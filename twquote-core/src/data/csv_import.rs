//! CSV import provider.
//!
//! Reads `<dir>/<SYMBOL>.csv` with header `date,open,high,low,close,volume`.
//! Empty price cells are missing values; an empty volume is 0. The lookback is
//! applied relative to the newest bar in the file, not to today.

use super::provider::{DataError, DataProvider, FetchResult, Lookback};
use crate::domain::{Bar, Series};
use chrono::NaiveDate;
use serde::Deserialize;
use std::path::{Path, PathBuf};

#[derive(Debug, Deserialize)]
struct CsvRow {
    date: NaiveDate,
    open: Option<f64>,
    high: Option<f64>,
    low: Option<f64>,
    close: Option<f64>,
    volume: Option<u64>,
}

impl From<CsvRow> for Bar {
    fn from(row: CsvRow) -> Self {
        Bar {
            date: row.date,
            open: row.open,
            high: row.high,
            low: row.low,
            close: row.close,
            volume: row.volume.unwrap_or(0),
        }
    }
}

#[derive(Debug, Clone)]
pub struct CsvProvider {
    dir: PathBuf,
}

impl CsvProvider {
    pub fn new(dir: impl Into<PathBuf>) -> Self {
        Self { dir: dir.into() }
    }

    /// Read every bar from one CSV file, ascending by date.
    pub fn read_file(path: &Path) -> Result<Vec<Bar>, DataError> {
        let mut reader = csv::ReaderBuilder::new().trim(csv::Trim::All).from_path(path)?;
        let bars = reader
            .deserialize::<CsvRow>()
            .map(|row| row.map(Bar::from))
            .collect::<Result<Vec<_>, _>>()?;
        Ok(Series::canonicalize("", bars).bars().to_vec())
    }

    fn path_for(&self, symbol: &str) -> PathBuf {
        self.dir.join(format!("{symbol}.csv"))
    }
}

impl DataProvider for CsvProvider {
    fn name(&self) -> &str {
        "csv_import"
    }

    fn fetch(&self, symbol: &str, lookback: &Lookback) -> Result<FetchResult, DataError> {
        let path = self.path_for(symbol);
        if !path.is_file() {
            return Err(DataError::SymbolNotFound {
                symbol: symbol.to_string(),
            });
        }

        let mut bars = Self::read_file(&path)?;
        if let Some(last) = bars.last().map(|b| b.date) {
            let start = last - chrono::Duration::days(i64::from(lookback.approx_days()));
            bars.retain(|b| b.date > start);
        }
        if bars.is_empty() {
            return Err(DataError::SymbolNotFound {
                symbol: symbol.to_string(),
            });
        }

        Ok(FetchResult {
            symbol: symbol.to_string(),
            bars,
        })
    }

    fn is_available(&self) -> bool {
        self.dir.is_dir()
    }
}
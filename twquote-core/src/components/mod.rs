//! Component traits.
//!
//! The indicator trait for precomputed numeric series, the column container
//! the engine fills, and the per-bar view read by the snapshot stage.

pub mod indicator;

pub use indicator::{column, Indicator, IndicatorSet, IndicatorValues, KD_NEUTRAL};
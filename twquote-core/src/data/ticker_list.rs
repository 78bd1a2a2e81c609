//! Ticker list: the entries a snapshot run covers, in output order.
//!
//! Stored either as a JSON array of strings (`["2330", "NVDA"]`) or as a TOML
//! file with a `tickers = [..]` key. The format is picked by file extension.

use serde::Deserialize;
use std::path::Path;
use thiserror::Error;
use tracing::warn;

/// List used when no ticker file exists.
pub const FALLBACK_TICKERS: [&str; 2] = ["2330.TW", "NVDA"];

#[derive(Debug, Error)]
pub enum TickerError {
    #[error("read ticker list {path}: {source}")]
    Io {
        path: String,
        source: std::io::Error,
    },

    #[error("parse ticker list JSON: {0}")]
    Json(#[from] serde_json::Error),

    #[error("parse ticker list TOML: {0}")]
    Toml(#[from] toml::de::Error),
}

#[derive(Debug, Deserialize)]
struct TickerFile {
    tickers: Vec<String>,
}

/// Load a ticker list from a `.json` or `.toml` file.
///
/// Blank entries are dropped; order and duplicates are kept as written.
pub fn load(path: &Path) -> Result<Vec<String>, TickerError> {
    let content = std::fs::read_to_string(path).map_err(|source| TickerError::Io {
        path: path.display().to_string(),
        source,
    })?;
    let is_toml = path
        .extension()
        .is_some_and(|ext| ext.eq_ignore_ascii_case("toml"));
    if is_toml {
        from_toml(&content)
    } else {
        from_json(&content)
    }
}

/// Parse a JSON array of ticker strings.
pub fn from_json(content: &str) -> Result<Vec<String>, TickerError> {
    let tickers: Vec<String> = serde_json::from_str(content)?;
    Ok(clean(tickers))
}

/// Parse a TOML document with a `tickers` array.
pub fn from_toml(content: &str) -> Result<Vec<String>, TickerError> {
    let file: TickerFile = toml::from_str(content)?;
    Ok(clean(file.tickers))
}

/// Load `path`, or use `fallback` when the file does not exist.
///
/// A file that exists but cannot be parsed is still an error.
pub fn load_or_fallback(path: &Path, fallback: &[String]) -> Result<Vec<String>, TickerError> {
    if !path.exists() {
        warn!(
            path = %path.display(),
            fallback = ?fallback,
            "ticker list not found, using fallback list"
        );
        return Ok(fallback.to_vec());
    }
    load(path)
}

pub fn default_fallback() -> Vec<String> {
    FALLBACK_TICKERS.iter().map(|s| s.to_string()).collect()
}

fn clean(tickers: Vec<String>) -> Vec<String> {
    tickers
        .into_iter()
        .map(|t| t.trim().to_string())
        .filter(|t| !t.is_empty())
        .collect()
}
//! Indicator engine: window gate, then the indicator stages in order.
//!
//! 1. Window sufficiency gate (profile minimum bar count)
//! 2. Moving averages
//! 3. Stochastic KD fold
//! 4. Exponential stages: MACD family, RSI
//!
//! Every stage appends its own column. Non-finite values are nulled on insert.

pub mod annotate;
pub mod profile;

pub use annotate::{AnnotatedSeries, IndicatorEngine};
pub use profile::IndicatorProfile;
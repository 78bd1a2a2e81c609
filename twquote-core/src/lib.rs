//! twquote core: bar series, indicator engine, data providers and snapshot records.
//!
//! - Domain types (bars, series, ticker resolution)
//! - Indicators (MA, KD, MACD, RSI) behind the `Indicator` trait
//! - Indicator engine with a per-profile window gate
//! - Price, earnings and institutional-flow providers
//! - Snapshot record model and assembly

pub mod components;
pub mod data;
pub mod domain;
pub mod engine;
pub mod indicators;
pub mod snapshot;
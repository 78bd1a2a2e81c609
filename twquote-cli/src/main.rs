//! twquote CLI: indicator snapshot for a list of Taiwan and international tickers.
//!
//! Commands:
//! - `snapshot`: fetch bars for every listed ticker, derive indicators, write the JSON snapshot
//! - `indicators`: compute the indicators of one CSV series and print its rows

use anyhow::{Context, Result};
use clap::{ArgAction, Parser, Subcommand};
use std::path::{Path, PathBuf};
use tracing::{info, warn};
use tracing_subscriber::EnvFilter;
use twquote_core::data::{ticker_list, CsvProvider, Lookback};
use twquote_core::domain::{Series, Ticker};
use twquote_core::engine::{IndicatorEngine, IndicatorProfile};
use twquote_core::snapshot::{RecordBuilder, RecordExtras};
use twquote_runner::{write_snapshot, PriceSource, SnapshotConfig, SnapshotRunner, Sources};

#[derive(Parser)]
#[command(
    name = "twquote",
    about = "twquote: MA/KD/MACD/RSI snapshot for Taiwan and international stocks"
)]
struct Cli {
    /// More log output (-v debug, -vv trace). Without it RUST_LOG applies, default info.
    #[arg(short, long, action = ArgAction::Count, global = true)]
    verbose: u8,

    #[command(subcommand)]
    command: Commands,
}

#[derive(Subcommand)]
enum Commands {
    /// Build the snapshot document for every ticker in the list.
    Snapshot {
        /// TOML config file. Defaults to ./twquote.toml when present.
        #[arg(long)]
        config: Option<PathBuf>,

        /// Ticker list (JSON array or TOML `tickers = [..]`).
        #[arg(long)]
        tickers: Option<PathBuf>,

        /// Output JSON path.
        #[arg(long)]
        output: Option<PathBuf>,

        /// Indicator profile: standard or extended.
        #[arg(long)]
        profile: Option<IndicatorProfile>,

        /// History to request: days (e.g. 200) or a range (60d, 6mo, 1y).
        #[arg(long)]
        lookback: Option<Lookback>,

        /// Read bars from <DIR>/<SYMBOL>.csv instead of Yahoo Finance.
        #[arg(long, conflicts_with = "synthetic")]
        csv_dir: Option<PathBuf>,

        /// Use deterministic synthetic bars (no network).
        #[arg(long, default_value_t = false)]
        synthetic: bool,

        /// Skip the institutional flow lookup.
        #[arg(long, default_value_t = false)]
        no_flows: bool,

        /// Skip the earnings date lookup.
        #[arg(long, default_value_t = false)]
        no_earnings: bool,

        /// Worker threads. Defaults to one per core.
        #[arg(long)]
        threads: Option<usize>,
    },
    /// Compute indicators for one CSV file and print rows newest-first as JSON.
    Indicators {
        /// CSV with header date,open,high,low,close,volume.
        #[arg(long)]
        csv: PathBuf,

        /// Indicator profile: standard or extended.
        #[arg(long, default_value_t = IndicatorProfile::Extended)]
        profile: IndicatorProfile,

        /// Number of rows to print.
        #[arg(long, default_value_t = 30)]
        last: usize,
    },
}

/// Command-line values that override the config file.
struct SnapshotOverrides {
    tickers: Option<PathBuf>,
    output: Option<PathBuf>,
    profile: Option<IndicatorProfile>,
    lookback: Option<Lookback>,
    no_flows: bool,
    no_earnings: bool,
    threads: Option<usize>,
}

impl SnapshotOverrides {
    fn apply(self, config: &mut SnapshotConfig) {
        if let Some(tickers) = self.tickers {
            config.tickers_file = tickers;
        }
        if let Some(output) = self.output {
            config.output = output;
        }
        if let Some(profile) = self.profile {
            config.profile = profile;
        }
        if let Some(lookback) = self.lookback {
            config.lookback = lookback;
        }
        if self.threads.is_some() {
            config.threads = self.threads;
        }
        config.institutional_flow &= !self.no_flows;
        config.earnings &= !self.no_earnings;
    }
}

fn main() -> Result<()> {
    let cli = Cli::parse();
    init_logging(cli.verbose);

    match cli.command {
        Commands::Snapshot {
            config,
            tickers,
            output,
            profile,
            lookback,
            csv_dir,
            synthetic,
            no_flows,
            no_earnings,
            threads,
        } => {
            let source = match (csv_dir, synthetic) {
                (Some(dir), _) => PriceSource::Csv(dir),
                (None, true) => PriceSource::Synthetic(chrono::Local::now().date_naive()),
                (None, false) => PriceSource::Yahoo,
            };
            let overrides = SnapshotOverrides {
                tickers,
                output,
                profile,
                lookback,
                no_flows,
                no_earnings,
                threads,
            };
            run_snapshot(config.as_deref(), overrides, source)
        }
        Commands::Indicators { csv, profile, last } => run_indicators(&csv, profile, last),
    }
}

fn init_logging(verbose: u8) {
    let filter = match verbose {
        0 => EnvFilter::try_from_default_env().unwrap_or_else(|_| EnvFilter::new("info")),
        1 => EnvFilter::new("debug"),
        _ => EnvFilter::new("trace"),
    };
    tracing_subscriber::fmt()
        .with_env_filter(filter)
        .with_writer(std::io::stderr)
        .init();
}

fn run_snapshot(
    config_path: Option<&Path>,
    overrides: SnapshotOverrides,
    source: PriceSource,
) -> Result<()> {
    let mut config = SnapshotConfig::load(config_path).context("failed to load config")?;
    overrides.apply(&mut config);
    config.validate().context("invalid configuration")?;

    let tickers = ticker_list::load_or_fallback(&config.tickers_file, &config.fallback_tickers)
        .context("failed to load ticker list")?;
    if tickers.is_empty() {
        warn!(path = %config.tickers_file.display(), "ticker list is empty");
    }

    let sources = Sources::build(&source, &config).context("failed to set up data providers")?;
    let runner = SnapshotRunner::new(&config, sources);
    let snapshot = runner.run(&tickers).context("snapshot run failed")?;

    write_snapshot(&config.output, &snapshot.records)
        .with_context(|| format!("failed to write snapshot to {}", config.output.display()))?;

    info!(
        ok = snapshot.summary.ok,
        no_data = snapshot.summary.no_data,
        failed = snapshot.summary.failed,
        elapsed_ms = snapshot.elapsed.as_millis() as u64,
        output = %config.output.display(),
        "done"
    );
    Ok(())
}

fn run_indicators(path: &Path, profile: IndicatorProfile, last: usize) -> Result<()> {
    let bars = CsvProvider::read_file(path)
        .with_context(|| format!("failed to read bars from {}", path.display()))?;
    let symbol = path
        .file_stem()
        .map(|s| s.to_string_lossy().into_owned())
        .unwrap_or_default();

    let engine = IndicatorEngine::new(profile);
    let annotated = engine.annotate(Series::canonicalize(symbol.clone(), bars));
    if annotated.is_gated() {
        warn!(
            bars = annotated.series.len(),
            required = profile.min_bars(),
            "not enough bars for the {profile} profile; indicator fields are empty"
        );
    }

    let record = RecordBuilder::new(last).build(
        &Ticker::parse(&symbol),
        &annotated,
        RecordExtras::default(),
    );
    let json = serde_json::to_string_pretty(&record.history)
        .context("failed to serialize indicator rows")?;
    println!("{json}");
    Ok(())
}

**Task directions**
Say how many lines in the entries above contain the string "content", offering no other words.

**Completed exercise**
7